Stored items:
===

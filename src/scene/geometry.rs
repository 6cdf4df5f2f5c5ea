//! Geometry: named vertex-attribute streams, index stream, morph targets.

use std::collections::BTreeMap;

use super::AttributeId;

/// Typed storage backing a vertex attribute.
///
/// `I32` has no glTF component type; the writer rejects it.
#[derive(Debug, Clone, PartialEq)]
pub enum AttributeData {
    I8(Vec<i8>),
    U8(Vec<u8>),
    I16(Vec<i16>),
    U16(Vec<u16>),
    I32(Vec<i32>),
    U32(Vec<u32>),
    F32(Vec<f32>),
}

impl AttributeData {
    #[must_use]
    pub fn len(&self) -> usize {
        match self {
            Self::I8(v) => v.len(),
            Self::U8(v) => v.len(),
            Self::I16(v) => v.len(),
            Self::U16(v) => v.len(),
            Self::I32(v) => v.len(),
            Self::U32(v) => v.len(),
            Self::F32(v) => v.len(),
        }
    }

    #[must_use]
    pub fn is_empty(&self) -> bool {
        self.len() == 0
    }

    /// Size in bytes of one component.
    #[must_use]
    pub fn component_size(&self) -> usize {
        match self {
            Self::I8(_) | Self::U8(_) => 1,
            Self::I16(_) | Self::U16(_) => 2,
            Self::I32(_) | Self::U32(_) | Self::F32(_) => 4,
        }
    }

    /// Name of the storage type, for diagnostics.
    #[must_use]
    pub fn type_name(&self) -> &'static str {
        match self {
            Self::I8(_) => "i8",
            Self::U8(_) => "u8",
            Self::I16(_) => "i16",
            Self::U16(_) => "u16",
            Self::I32(_) => "i32",
            Self::U32(_) => "u32",
            Self::F32(_) => "f32",
        }
    }

    /// Raw component value widened to f64, ignoring normalization.
    #[must_use]
    pub fn raw(&self, index: usize) -> f64 {
        match self {
            Self::I8(v) => f64::from(v[index]),
            Self::U8(v) => f64::from(v[index]),
            Self::I16(v) => f64::from(v[index]),
            Self::U16(v) => f64::from(v[index]),
            Self::I32(v) => f64::from(v[index]),
            Self::U32(v) => f64::from(v[index]),
            Self::F32(v) => f64::from(v[index]),
        }
    }
}

/// A vertex attribute stream: typed component data grouped into elements of
/// `item_size` components.
#[derive(Debug, Clone, PartialEq)]
pub struct VertexAttribute {
    pub data: AttributeData,
    pub item_size: usize,
    /// When set, integer components encode `[0, 1]` (unsigned) or `[-1, 1]`
    /// (signed) fixed-point values.
    pub normalized: bool,
}

impl VertexAttribute {
    #[must_use]
    pub fn new(data: AttributeData, item_size: usize) -> Self {
        Self {
            data,
            item_size,
            normalized: false,
        }
    }

    #[must_use]
    pub fn normalized(data: AttributeData, item_size: usize) -> Self {
        Self {
            data,
            item_size,
            normalized: true,
        }
    }

    /// Shorthand for the common float stream.
    #[must_use]
    pub fn f32(values: Vec<f32>, item_size: usize) -> Self {
        Self::new(AttributeData::F32(values), item_size)
    }

    /// Number of elements (vertices) in the stream.
    #[must_use]
    pub fn count(&self) -> usize {
        if self.item_size == 0 {
            0
        } else {
            self.data.len() / self.item_size
        }
    }

    /// Component `component` of element `element`, denormalized to f64.
    #[must_use]
    pub fn get(&self, element: usize, component: usize) -> f64 {
        let raw = self.data.raw(element * self.item_size + component);
        if self.normalized {
            match &self.data {
                AttributeData::I8(_) => (raw / 127.0).max(-1.0),
                AttributeData::U8(_) => raw / 255.0,
                AttributeData::I16(_) => (raw / 32767.0).max(-1.0),
                AttributeData::U16(_) => raw / 65535.0,
                AttributeData::I32(_) => (raw / 2_147_483_647.0).max(-1.0),
                AttributeData::U32(_) => raw / 4_294_967_295.0,
                AttributeData::F32(_) => raw,
            }
        } else {
            raw
        }
    }

    /// Store `value` into component `component` of element `element`,
    /// renormalizing into the storage range when the attribute is normalized.
    pub fn set(&mut self, element: usize, component: usize, value: f64) {
        let index = element * self.item_size + component;
        let v = if self.normalized {
            match &self.data {
                AttributeData::I8(_) => value * 127.0,
                AttributeData::U8(_) => value * 255.0,
                AttributeData::I16(_) => value * 32767.0,
                AttributeData::U16(_) => value * 65535.0,
                AttributeData::I32(_) => value * 2_147_483_647.0,
                AttributeData::U32(_) => value * 4_294_967_295.0,
                AttributeData::F32(_) => value,
            }
        } else {
            value
        };
        match &mut self.data {
            AttributeData::I8(d) => d[index] = v.round().clamp(-128.0, 127.0) as i8,
            AttributeData::U8(d) => d[index] = v.round().clamp(0.0, 255.0) as u8,
            AttributeData::I16(d) => d[index] = v.round().clamp(-32768.0, 32767.0) as i16,
            AttributeData::U16(d) => d[index] = v.round().clamp(0.0, 65535.0) as u16,
            AttributeData::I32(d) => {
                d[index] = v.round().clamp(-2_147_483_648.0, 2_147_483_647.0) as i32;
            }
            AttributeData::U32(d) => d[index] = v.round().clamp(0.0, 4_294_967_295.0) as u32,
            AttributeData::F32(d) => d[index] = v as f32,
        }
    }
}

/// A draw group binding a sub-range of the geometry to one material slot.
#[derive(Debug, Clone, Copy, PartialEq, Eq)]
pub struct GeometryGroup {
    /// First index (or vertex, for non-indexed geometry) of the group.
    pub start: usize,
    /// Number of indices (or vertices) in the group.
    pub count: usize,
    /// Position in the mesh's material list.
    pub material_index: usize,
}

/// A geometry: attribute streams keyed by semantic name, an optional index
/// stream, morph targets, and material groups.
///
/// Attribute names follow the scene-library convention (`position`,
/// `normal`, `uv`, `color`, `skinIndex`, ...); the writer maps them to glTF
/// semantics. Names starting with `morph` are reserved for morph streams and
/// ignored by the main attribute pass.
#[derive(Debug, Clone, Default)]
pub struct Geometry {
    pub name: String,
    pub attributes: BTreeMap<String, AttributeId>,
    pub index: Option<AttributeId>,
    /// Morph target streams per base-attribute name, one entry per target.
    pub morph_attributes: BTreeMap<String, Vec<AttributeId>>,
    /// When set, morph streams already hold deltas against the base
    /// attribute; otherwise the writer relativizes them.
    pub morph_targets_relative: bool,
    pub groups: Vec<GeometryGroup>,
}

impl Geometry {
    #[must_use]
    pub fn new(name: impl Into<String>) -> Self {
        Self {
            name: name.into(),
            ..Self::default()
        }
    }

    /// Number of morph targets, taken from the first morph stream list.
    #[must_use]
    pub fn morph_target_count(&self) -> usize {
        self.morph_attributes
            .values()
            .next()
            .map_or(0, Vec::len)
    }
}

#[cfg(test)]
mod tests {
    use super::*;

    #[test]
    fn test_normalized_round_trip() {
        let mut attr = VertexAttribute::normalized(AttributeData::U8(vec![0, 128, 255]), 1);
        assert!((attr.get(1, 0) - 128.0 / 255.0).abs() < 1e-9);
        attr.set(0, 0, 1.0);
        assert_eq!(attr.data, AttributeData::U8(vec![255, 128, 255]));
    }

    #[test]
    fn test_count() {
        let attr = VertexAttribute::f32(vec![0.0; 12], 3);
        assert_eq!(attr.count(), 4);
    }
}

===

§ Problem
Check every line above for the string "Debug", and copy the ones that have it.

§ Expected answer
#[derive(Debug, Clone, PartialEq)]
#[derive(Debug, Clone, PartialEq)]
#[derive(Debug, Clone, Copy, PartialEq, Eq)]
#[derive(Debug, Clone, Default)]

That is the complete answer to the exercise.